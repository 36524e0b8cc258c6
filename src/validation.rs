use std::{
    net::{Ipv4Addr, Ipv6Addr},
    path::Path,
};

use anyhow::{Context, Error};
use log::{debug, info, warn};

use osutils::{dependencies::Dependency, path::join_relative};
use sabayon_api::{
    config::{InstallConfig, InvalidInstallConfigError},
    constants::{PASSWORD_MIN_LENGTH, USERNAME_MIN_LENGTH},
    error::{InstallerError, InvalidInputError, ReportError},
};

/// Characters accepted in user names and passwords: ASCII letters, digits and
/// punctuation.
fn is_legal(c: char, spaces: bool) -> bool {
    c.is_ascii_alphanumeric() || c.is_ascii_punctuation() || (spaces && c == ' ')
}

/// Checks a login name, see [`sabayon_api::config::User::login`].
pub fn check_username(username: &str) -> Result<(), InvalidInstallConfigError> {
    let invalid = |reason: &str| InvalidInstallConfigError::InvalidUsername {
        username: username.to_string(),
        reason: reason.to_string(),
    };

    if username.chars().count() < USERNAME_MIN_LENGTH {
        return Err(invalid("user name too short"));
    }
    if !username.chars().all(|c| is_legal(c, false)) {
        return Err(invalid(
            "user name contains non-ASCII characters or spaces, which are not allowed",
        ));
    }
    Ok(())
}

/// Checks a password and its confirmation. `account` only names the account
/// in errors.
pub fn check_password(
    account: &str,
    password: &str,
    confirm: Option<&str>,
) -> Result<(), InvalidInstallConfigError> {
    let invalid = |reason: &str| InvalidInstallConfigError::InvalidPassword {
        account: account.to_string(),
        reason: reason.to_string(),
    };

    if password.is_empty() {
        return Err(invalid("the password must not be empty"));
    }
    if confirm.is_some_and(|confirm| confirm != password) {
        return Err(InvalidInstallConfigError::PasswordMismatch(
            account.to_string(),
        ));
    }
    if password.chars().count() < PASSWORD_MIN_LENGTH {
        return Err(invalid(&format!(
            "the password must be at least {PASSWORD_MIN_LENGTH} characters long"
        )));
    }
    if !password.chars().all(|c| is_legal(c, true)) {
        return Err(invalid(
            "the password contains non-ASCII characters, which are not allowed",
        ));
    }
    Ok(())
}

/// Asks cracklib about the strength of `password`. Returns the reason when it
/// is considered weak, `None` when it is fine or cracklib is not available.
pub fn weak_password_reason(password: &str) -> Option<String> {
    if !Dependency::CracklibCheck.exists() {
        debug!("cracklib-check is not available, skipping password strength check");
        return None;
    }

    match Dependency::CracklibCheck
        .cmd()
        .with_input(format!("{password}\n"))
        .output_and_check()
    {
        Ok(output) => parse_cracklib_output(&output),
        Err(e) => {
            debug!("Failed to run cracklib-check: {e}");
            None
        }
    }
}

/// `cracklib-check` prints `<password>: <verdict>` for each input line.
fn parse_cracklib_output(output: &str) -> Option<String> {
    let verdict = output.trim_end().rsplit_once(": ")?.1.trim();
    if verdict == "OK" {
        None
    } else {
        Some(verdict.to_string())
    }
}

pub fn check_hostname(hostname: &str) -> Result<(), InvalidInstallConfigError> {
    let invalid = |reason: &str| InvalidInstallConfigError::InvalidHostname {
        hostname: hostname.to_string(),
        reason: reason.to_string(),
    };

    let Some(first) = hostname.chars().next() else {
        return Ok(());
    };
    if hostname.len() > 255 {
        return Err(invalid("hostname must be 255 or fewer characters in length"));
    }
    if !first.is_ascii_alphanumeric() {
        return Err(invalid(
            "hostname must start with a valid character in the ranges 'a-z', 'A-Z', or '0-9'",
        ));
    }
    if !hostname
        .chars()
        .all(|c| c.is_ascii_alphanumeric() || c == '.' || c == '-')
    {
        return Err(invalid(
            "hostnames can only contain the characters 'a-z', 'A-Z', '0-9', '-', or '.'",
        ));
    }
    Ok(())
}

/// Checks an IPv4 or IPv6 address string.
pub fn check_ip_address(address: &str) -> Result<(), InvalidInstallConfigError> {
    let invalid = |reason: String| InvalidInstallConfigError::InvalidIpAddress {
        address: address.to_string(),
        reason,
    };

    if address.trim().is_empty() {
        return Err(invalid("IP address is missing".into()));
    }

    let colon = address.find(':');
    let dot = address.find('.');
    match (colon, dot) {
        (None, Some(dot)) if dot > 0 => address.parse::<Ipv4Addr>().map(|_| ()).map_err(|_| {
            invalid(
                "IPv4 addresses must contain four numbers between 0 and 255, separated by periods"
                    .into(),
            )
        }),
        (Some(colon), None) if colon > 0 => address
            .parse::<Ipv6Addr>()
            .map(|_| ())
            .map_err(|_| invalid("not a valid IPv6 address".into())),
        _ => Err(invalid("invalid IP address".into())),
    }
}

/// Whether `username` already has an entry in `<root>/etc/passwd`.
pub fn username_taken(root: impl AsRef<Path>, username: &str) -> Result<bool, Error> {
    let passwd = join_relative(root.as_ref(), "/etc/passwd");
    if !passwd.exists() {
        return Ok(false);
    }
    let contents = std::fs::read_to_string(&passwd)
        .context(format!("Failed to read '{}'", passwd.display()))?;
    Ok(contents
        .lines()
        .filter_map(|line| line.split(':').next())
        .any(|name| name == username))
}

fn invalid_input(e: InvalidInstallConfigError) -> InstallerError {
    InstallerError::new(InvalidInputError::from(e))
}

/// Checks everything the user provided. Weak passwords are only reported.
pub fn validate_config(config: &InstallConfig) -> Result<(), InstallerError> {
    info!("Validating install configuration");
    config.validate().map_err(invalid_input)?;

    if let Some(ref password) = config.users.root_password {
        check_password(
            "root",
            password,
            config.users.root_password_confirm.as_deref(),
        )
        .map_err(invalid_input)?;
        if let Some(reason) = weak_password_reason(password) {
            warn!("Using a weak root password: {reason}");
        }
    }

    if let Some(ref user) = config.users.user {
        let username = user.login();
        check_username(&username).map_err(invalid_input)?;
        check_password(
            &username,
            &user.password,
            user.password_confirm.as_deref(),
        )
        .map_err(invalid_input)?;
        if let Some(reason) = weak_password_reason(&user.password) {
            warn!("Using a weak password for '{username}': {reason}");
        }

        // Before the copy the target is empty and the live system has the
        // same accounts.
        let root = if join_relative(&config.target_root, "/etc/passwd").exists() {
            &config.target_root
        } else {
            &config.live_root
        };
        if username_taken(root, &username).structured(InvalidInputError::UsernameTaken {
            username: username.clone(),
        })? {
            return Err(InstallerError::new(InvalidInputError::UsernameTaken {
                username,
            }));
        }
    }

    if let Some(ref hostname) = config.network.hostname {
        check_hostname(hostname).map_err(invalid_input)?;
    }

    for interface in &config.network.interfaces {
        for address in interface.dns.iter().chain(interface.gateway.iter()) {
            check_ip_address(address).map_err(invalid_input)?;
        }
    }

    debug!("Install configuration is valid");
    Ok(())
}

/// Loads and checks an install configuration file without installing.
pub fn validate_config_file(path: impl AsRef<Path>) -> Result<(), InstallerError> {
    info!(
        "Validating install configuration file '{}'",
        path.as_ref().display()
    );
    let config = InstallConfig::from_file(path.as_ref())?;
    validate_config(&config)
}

...

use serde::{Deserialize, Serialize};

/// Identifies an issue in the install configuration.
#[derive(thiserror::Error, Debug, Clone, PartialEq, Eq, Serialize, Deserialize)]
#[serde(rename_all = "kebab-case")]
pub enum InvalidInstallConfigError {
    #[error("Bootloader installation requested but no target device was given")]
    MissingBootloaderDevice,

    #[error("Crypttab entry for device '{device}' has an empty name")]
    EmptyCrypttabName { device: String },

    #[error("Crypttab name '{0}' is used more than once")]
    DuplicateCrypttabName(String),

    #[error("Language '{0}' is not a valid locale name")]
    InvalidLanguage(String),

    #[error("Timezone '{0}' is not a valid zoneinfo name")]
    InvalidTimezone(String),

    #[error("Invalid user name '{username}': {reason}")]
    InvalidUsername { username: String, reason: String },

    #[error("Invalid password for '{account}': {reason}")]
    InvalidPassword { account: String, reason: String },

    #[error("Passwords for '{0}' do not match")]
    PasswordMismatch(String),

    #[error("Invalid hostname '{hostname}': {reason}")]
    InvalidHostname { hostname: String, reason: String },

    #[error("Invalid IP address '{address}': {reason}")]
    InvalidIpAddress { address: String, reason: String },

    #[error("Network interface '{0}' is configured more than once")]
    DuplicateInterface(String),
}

§ **Task details**
In the entries above, find each line that includes the string "display" and copy it.

§ **Worked solution**
        .context(format!("Failed to read '{}'", passwd.display()))?;
        path.as_ref().display()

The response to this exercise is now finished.